Social Media Use
SOCIAL MEDIA USE
Adopted by the General Board in 2017
The UPCI is committed to proclaiming the gospel of Jesus Christ to the whole world by the whole church. Christians, and particularly ministers of the gospel, must demonstrate Christian love, respect, kindness, gentleness, peace, mercy, fairness, and authenticity. “But the wisdom that is from above is first pure, then peaceable, gentle, and easy to be entreated, full of mercy and good fruits, without partiality, and without hypocrisy” (James 3:17).

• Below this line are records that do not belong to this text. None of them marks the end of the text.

impl World {
    pub fn new() -> Self {
        Self {
            objects: imbl::HashMap::new(),
            max_object: -1,
        }
    }

    pub fn valid(&self, obj: Obj) -> bool {
        self.objects.contains_key(&obj)
    }

    pub fn object(&self, obj: Obj) -> Result<&Object, WorldStateError> {
        self.objects
            .get(&obj)
            .ok_or(WorldStateError::ObjectNotFound(obj))
    }

    fn object_mut(&mut self, obj: Obj) -> Result<&mut Object, WorldStateError> {
        self.objects
            .get_mut(&obj)
            .ok_or(WorldStateError::ObjectNotFound(obj))
    }

    /// The parent chain of `obj`, nearest first, not including `obj` itself.
    pub fn ancestors(&self, obj: Obj) -> Vec<Obj> {
        let mut result = vec![];
        let mut search = self.objects.get(&obj).map(|o| o.parent).unwrap_or(NOTHING);
        while search != NOTHING {
            result.push(search);
            search = self
                .objects
                .get(&search)
                .map(|o| o.parent)
                .unwrap_or(NOTHING);
        }
        result
    }

    /// `obj` and then its parent chain.
    pub fn chain(&self, obj: Obj) -> Vec<Obj> {
        let mut result = vec![obj];
        result.extend(self.ancestors(obj));
        result
    }

    pub fn descendants(&self, obj: Obj) -> Vec<Obj> {
        let mut result = vec![];
        let mut queue = vec![obj];
        while let Some(o) = queue.pop() {
            if let Some(o) = self.objects.get(&o) {
                for child in o.children.iter() {
                    result.push(*child);
                    queue.push(*child);
                }
            }
        }
        result
    }

    pub fn players(&self) -> Vec<Obj> {
        let mut players: Vec<Obj> = self
            .objects
            .iter()
            .filter(|(_, o)| o.is_player())
            .map(|(oid, _)| *oid)
            .collect();
        players.sort();
        players
    }

    /// Allocate the next object number and insert a fresh object.
    pub fn create(&mut self, parent: Obj, owner: Obj, flags: BitEnum<ObjFlag>) -> Obj {
        self.max_object += 1;
        let oid = Obj::mk_id(self.max_object);
        // An ownerless create owns itself.
        let owner = if owner == NOTHING { oid } else { owner };
        self.insert(oid, Object::new(parent, owner, flags));
        oid
    }

    /// Insert an object with a specific id, wiring up the parent's child set.
    /// Used by create, renumber and the loader.
    pub fn insert(&mut self, oid: Obj, object: Object) {
        let parent = object.parent;
        self.objects.insert(oid, object);
        if parent != NOTHING {
            if let Some(p) = self.objects.get_mut(&parent) {
                p.children.push_back(oid);
            }
        }
        if oid.id() > self.max_object {
            self.max_object = oid.id();
        }
    }

    /// Destroy `obj`: re-parent its children to its parent, dump its contents
    /// into #-1, and unlink it everywhere.
    pub fn recycle(&mut self, obj: Obj) -> Result<(), WorldStateError> {
        let o = self.object(obj)?.clone();

        // Children move up to the recycled object's parent.
        for child in o.children.iter() {
            let child = *child;
            self.chparent(child, o.parent)?;
        }

        // Contents go nowhere.
        for content in o.contents.iter() {
            let content = *content;
            if let Ok(c) = self.object_mut(content) {
                c.location = NOTHING;
            }
        }

        // Unlink from the old parent and location.
        if o.parent != NOTHING {
            if let Ok(p) = self.object_mut(o.parent) {
                p.children.retain(|c| *c != obj);
            }
        }
        if o.location != NOTHING {
            if let Ok(l) = self.object_mut(o.location) {
                l.contents.retain(|c| *c != obj);
            }
        }

        self.objects.remove(&obj);
        Ok(())
    }

    /// Change the parent of `obj`, enforcing the no-cycles invariant and
    /// migrating property slots: descendants lose slots for properties
    /// defined on the departing chain.
    pub fn chparent(&mut self, obj: Obj, new_parent: Obj) -> Result<(), WorldStateError> {
        if new_parent != NOTHING {
            if !self.valid(new_parent) {
                return Err(WorldStateError::ObjectNotFound(new_parent));
            }
            // Walking up from the new parent must never reach obj.
            if new_parent == obj || self.ancestors(new_parent).contains(&obj) {
                return Err(WorldStateError::RecursiveMove(obj, new_parent));
            }
        }

        let old_parent = self.object(obj)?.parent;
        if old_parent == new_parent {
            return Ok(());
        }

        // Property definitions on the old chain that are not on the new one
        // lose their slots on obj and all its descendants.
        let old_chain = self.ancestors(obj);
        let new_chain = if new_parent == NOTHING {
            vec![]
        } else {
            self.chain(new_parent)
        };
        let mut lost_props: Vec<Symbol> = vec![];
        let mut gained_props: Vec<Symbol> = vec![];
        for ancestor in &old_chain {
            if new_chain.contains(ancestor) {
                continue;
            }
            let ancestor = self.object(*ancestor)?;
            lost_props.extend(ancestor.propdefs.iter().map(|pd| pd.name()));
        }
        for ancestor in &new_chain {
            if old_chain.contains(ancestor) {
                continue;
            }
            let ancestor = self.object(*ancestor)?;
            gained_props.extend(ancestor.propdefs.iter().map(|pd| pd.name()));
        }

        // A property defined on obj (or below) colliding with one arriving
        // from the new chain is an error.
        for target in std::iter::once(obj).chain(self.descendants(obj)) {
            let target_obj = self.object(target)?;
            for pd in target_obj.propdefs.iter() {
                if gained_props.contains(&pd.name()) {
                    return Err(WorldStateError::DuplicatePropertyDefinition(
                        target,
                        pd.name().to_string(),
                    ));
                }
            }
        }

        for target in std::iter::once(obj).chain(self.descendants(obj)) {
            let target_obj = self.object_mut(target)?;
            for lost in &lost_props {
                target_obj.propvalues.remove(lost);
            }
        }

        if old_parent != NOTHING {
            self.object_mut(old_parent)?.children.retain(|c| *c != obj);
        }
        if new_parent != NOTHING {
            self.object_mut(new_parent)?.children.push_back(obj);
        }
        self.object_mut(obj)?.parent = new_parent;
        Ok(())
    }

    /// Move `obj` into `dest`, enforcing the no-location-cycles invariant.
    pub fn move_object(&mut self, obj: Obj, dest: Obj) -> Result<(), WorldStateError> {
        if dest != NOTHING {
            if !self.valid(dest) {
                return Err(WorldStateError::ObjectNotFound(dest));
            }
            // Walking up locations from dest must never reach obj.
            let mut search = dest;
            while search != NOTHING {
                if search == obj {
                    return Err(WorldStateError::RecursiveMove(obj, dest));
                }
                search = self.object(search)?.location;
            }
        }

        let old_location = self.object(obj)?.location;
        if old_location == dest {
            return Ok(());
        }
        if old_location != NOTHING {
            self.object_mut(old_location)?.contents.retain(|c| *c != obj);
        }
        if dest != NOTHING {
            self.object_mut(dest)?.contents.push_back(obj);
        }
        self.object_mut(obj)?.location = dest;
        Ok(())
    }

    /// Give `obj` the lowest free object number below its current one,
    /// rewriting structural references. Property values that mention the old
    /// number are deliberately left alone.
    pub fn renumber(&mut self, obj: Obj) -> Result<Obj, WorldStateError> {
        if !self.valid(obj) {
            return Err(WorldStateError::ObjectNotFound(obj));
        }
        let mut new_id = 0;
        while new_id < obj.id() {
            if !self.valid(Obj::mk_id(new_id)) {
                break;
            }
            new_id += 1;
        }
        if new_id >= obj.id() {
            return Ok(obj);
        }
        let new_obj = Obj::mk_id(new_id);

        let o = self.objects.remove(&obj).expect("checked valid above");
        self.objects.insert(new_obj, o);

        // Rewrite every structural link that named the old id.
        let oids: Vec<Obj> = self.objects.keys().copied().collect();
        for oid in oids {
            let o = self.object_mut(oid)?;
            if o.parent == obj {
                o.parent = new_obj;
            }
            if o.location == obj {
                o.location = new_obj;
            }
            if o.owner == obj {
                o.owner = new_obj;
            }
            o.children = o
                .children
                .iter()
                .map(|c| if *c == obj { new_obj } else { *c })
                .collect();
            o.contents = o
                .contents
                .iter()
                .map(|c| if *c == obj { new_obj } else { *c })
                .collect();
        }
        Ok(new_obj)
    }

    /// Reset the allocator to just past the highest object in use.
    pub fn reset_max_object(&mut self) {
        self.max_object = self.objects.keys().map(|o| o.id()).max().unwrap_or(-1);
    }

    /// Find the object in `obj`'s chain that defines property `pname`.
    pub fn find_propdef(&self, obj: Obj, pname: &Symbol) -> Option<(Obj, PropDef)> {
        for o in self.chain(obj) {
            let Some(object) = self.objects.get(&o) else {
                continue;
            };
            if let Some(pd) = object.propdefs.iter().find(|pd| pd.name() == *pname) {
                return Some((o, pd.clone()));
            }
        }
        None
    }

    /// The effective value of property `pname` on `obj`: the nearest
    /// non-clear slot walking up from `obj` to the definer.
    pub fn property_value(&self, obj: Obj, pname: &Symbol) -> Option<Var> {
        let (definer, _) = self.find_propdef(obj, pname)?;
        for o in self.chain(obj) {
            if let Some(pv) = self.objects.get(&o).and_then(|o| o.propvalues.get(pname)) {
                if let Some(v) = &pv.value {
                    return Some(v.clone());
                }
            }
            if o == definer {
                break;
            }
        }
        None
    }

    /// The effective permission slot for `pname` as seen from `obj`: the
    /// nearest slot walking up the chain.
    pub fn property_perms(&self, obj: Obj, pname: &Symbol) -> Option<PropValue> {
        self.find_propdef(obj, pname)?;
        for o in self.chain(obj) {
            if let Some(pv) = self.objects.get(&o).and_then(|o| o.propvalues.get(pname)) {
                return Some(pv.clone());
            }
        }
        None
    }

    /// Find a verb by name on `obj` or its ancestors. Returns the location it
    /// was found on and the entry.
    pub fn find_verb(&self, obj: Obj, vname: &Symbol) -> Option<(Obj, VerbEntry)> {
        for o in self.chain(obj) {
            let Some(object) = self.objects.get(&o) else {
                continue;
            };
            if let Some(v) = object.verbs.iter().find(|v| v.def.matches_name(vname)) {
                return Some((o, v.clone()));
            }
        }
        None
    }

    pub fn find_verb_by_uuid(&self, obj: Obj, uuid: Uuid) -> Option<VerbEntry> {
        let object = self.objects.get(&obj)?;
        object.verbs.iter().find(|v| v.def.uuid() == uuid).cloned()
    }

    pub fn update_object<F>(&mut self, obj: Obj, f: F) -> Result<(), WorldStateError>
    where
        F: FnOnce(&mut Object),
    {
        let o = self.object_mut(obj)?;
        f(o);
        Ok(())
    }
}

Social media presents the church with new and unique opportunities to spread the gospel, connect with and edify family and friends, and engage in public discourse. As with most technology, the potential also exists for damage to our Christian character, witness, and influence. James warned of the evil potential of the tongue, the oldest tool for transmitting thoughts between minds (James 3:1–12). Social media platforms are merely extensions of this powerful member of our body, and due to their impersonal nature, they can bring out the worst in us. As with every other aspect of our lives, our communication—both what we allow to enter our own eyes and ears and what we transmit to others—should be governed and guided by the Word of God. Christian communications should be different from non-Christian communications, especially the communication expressed by ministers. (See I Timothy 3:1–13; 4:12; II Timothy 2:24–26.)
The UPCI encourages all ministers to consider that the tone and language of all communications, including social media, should reflect Christian decorum, civility, and integrity. Moreover, one should never assume anonymity, privacy, or confidentiality of anything posted on social media. Because any post can easily be reposted, in whole or in part, to an open forum, posts to social media hold the potential to damage our public Christian witness. For this reason and in light of biblical principles, posts made to any social forum should not be demeaning, defamatory, divisive, or derogatory. Nor should they contain gossip, ethnic slurs, coarse language, or other such communication. The apostle Paul clearly asserted that communication becoming to saints does not include “filthiness, nor foolish talking, nor jesting, which are not convenient: but rather giving of thanks” (Ephesians 5:4).
Additionally, although spirited discussions and dialogue can bring greater understanding of varying beliefs and convictions, our ministers should be careful not to contend for their own beliefs in ways that bring disunity to the body or slander or insult others. We encourage our ministers to address disagreements and grievances in a biblical fashion. (See Matthew 18:15-17; Galatians 6:1; Ephesians 4:1, 5; II Thessalonians 3:14-15.). In light of the divisive social and political climate of our society we must be careful that our social media communication is not spoiled by “philosophy and vain deceit, after the tradition of men, after the rudiments of the world, and not after Christ” (Colossians 2:8), by the tone and context of what we communicate.
Social media is often used to propagate unconfirmed, erroneous, or fabricated information. Such information should not be shared or forwarded as if it were verified and accurate. Even when sharing true information, one should consider whether it is constructive and edifying. We should convey love and respect for all through our communications since every human is created in the image of God and because Jesus’ sacrifice was offered for everyone without exception. Paul highlighted the value of clear, pleasant, and redemptive speech (Colossians 4:2–6). Additionally, a commitment to truth spoken in love separates those in the church from those in the world. (See I John 2:24; 4:1–3, 15.)
We stand out as witnesses to God’s transforming power in an evil world by living righteous lives, which includes portraying such on social media and everywhere else. (See I John 1:8–2:6, 28–29; 3:2–10.) Paul described believers as living epistles “known and read of all men” (II Corinthians 3:1–3). Jesus also taught that our good works should cause people to glorify God (Matthew 5:16). Presenting our lives to others through social media gives us an opportunity to demonstrate the blessed life made available through the gospel of Jesus Christ. Everything that we say and do should be characterized by love for the world Jesus came to save. (See John 3:15–17.)
In conclusion, Proverbs 15:1–3 gives sound advice that should inform our contributions on social media: “A soft answer turneth away wrath: but grievous words stir up anger. The tongue of the wise useth knowledge aright: but the mouth of fools poureth out foolishness. The eyes of the LORD are in every place, beholding the evil and the good.” This passage of Scripture teaches us the following principles that apply to social media:
- Respond with a soft answer. We should not allow ourselves to be provoked and respond harshly to others.
- Grievous words bring anger. We should not use harsh or incendiary words to provoke others or escalate anger.
- Wisely use knowledge. We should wisely use our words to proclaim the gospel and to influence others for good.
- Folly pours out of foolish people. We will be identified by what we say or post.
- The eyes of the Lord are watching. God holds us responsible for what and how we communicate.
The UPCI encourages our ministers to communicate in light of and in submission to these sound biblical principles.